L’activité manufacturière se contracte en zone euro mais se redresse en France
L’activité du secteur manufacturier en zone euro s’est un peu plus contractée qu’estimé initialement en août, selon les données définitives publiées lundi par S&P Global.
L’indice PMI manufacturier de la zone euro s’est établi à 49,6 en août, son niveau le plus bas depuis un peu plus de deux ans, après 49,8 en juillet. L’indice est légèrement inférieur à l’estimation provisoire publiée le 23 août, qui se situait à 49,7.
Un chiffre supérieur à 50 signale une expansion de l’activité par rapport au mois précédent, tandis qu’un chiffre inférieur à 50 dénote un recul.
«L’activité manufacturière a ainsi diminué pour un troisième mois consécutif, tendance préfigurant une baisse du produit intérieur brut (PIB) au troisième trimestre. Les indicateurs prospectifs de l’enquête laissant par ailleurs augurer une accélération potentiellement marquée de la contraction au cours des prochains mois, les risques de récession économique ont augmenté dans la région», indique Chris Williamson, économiste de S&P Global Market Intelligence, cité dans le communiqué du fournisseur de données.
Fragile résistance en France
Dans ce contexte, la France a réussi à tirer son épingle du jeu. Contre toute attente, l’activité manufacturière dans l’Hexagone s’est redressée en août, même si la situation dans le secteur reste fragile en raison de la frilosité des clients, des hausses de prix et de l’affaiblissement de la conjoncture économique.
Selon les données définitives publiées jeudi par S&P Global, l’indice PMI du secteur manufacturier s’est établi à 50,6 en août, contre 49,5 en juillet. L’indice est nettement supérieur à l’estimation provisoire publiée le 23 août, qui se situait à 49.
«Le niveau de l’indice masque toutefois la fragilité actuelle du secteur manufacturier français, révélée par les nouveaux replis de la production et des nouvelles commandes», prévient S&P Global dans un communiqué.

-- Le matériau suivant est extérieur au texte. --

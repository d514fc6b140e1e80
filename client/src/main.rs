//! OTS Certificate Client
//!
//! Registers with an OTS certificate server, obtains a certificate for the
//! assigned hostname, and serves a demo page over HTTPS with it.
//!
//! ## Usage
//!
//! ```bash
//! # Register with the address of eth0 and serve on the configured port
//! ots-cert-client --interface eth0
//!
//! # Register an explicit address, only fetch the certificate
//! ots-cert-client --ip 10.0.0.5 --no-serve
//! ```

mod config;
mod errors;
mod hello;
mod provision;

use std::net::{Ipv4Addr, SocketAddr};
use std::path::PathBuf;
use std::sync::Arc;

use anyhow::{Context, Result};
use clap::Parser;
use tracing::{info, Level};
use tracing_subscriber::{EnvFilter, FmtSubscriber};
use uuid::Uuid;

use ots_cert_server::certs::{
    encode_chain_pem, generate_key_and_csr, write_file, write_key_and_chain,
};
use ots_cert_server::net::local_ipv4;
use ots_cert_server::tls::{bind, build_tls_config, serve_https};

use config::Config;
use hello::HelloPage;
use provision::ProvisioningClient;

/// OTS Certificate Client
#[derive(Parser, Debug)]
#[command(name = "ots-cert-client")]
#[command(author = "OTS Cert Team")]
#[command(version)]
#[command(about = "Obtains a hostname and certificate from an OTS certificate server", long_about = None)]
struct Args {
    /// Path to configuration file (TOML format)
    #[arg(short, long, default_value = "ots-cert-client.toml")]
    config: PathBuf,

    /// Print the effective configuration and exit
    #[arg(long)]
    dump_config: bool,

    /// Network interface to take the registered address from
    #[arg(short, long)]
    interface: Option<String>,

    /// Address to register, skips interface discovery
    #[arg(long)]
    ip: Option<Ipv4Addr>,

    /// Stop after writing the certificate instead of serving the demo page
    #[arg(long)]
    no_serve: bool,

    /// Enable verbose logging
    #[arg(short, long)]
    verbose: bool,
}

fn init_logging(verbose: bool) -> Result<()> {
    let log_level = if verbose { Level::DEBUG } else { Level::INFO };
    let filter = EnvFilter::try_from_default_env()
        .unwrap_or_else(|_| EnvFilter::new(log_level.as_str().to_lowercase()));

    let subscriber = FmtSubscriber::builder()
        .with_env_filter(filter)
        .with_target(false)
        .finish();

    tracing::subscriber::set_global_default(subscriber)
        .context("Failed to set tracing subscriber")
}

fn registered_address(config: &Config) -> Result<Ipv4Addr> {
    match config.ip {
        Some(ip) => Ok(ip),
        None => local_ipv4(config.interface.as_deref()).context("Failed to determine local address"),
    }
}

#[tokio::main]
async fn main() -> Result<()> {
    let args = Args::parse();
    init_logging(args.verbose)?;

    let mut config = Config::load(&args.config)?;
    if args.interface.is_some() {
        config.interface = args.interface.clone();
    }
    if args.ip.is_some() {
        config.ip = args.ip;
    }
    if args.dump_config {
        println!("{}", toml::to_string_pretty(&config)?);
        return Ok(());
    }
    config.validate()?;

    let client = ProvisioningClient::new(
        config.registration_url(),
        config.certificate_request_url(),
        config.ca_certificate.as_deref(),
    )?;

    let identity = Uuid::new_v4();
    let ip = registered_address(&config)?;
    info!("Registering {} at {}", identity, ip);

    let hostname = client.register(identity, ip).await?;
    info!("Assigned hostname {}", hostname);

    let material = generate_key_and_csr(&hostname)?;
    if let Some(csr_path) = &config.csr_filename {
        write_file(csr_path, material.csr_pem.as_bytes()).await?;
    }

    let chain = client.request_certificate(identity, &material.csr_der).await?;
    write_key_and_chain(
        &config.key_filename,
        &material.key_pem,
        &config.cert_filename,
        &encode_chain_pem(&chain),
    )
    .await?;
    info!(
        "Certificate chain ({} certificates) written to {}",
        chain.len(),
        config.cert_filename.display()
    );

    if args.no_serve {
        return Ok(());
    }

    let tls_config = build_tls_config(&config.cert_filename, &config.key_filename)?;
    let listener = bind(SocketAddr::from(([0, 0, 0, 0], config.web_server.port))).await?;
    info!("Serving https://{}:{}/", hostname, config.web_server.port);

    tokio::select! {
        _ = serve_https(listener, tls_config, Arc::new(HelloPage::new(&hostname))) => {}
        _ = tokio::signal::ctrl_c() => info!("Shutting down"),
    }

    Ok(())
}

«Les nouvelles commandes ont en effet de nouveau fortement diminué tandis que la baisse des besoins en production et le niveau élevé des prix de nombreux produits ont contribué à un nouveau recul de l’activité achats», précise Joe Hayes, économiste de S&P Global Market Intelligence, cité dans le communiqué du fournisseur de données. Il relève toutefois que les baisses de la production et des nouvelles commandes ont quelque peu ralenti par rapport à juillet, laissant espérer «que la contraction du secteur manufacturier conserve un rythme marginal».
Dégradation en Allemagne
A l’inverse, l’activité du secteur manufacturier en Allemagne s’est contractée davantage qu’initialement annoncé au mois d’août, selon les données définitives publiées jeudi par S&P Global.
L’indice PMI s’est inscrit à 49,1 en août, contre 49,3 en juillet et 49,8 initialement annoncé le 23 juillet.